DATA TO PROCESS -

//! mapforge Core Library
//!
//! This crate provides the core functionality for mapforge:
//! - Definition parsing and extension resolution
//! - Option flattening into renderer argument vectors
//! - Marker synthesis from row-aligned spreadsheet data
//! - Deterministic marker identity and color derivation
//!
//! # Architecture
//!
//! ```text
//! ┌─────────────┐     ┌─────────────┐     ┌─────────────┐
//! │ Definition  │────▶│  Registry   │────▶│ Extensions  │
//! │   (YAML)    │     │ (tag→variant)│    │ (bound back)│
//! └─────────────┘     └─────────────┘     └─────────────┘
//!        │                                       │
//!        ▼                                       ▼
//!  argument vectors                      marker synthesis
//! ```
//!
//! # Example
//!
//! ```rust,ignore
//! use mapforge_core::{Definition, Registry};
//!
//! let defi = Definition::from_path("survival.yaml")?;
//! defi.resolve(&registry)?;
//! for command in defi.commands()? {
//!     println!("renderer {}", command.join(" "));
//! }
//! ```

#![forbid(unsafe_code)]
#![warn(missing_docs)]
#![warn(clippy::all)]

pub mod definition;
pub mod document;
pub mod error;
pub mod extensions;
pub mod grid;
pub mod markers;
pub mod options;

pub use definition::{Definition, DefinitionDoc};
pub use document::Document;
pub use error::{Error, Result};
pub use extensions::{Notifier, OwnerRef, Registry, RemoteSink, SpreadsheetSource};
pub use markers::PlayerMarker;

TO DO - Within the records above, count the lines that hold the word "argument" and give only that number.

RESULT OF THE TASK - 2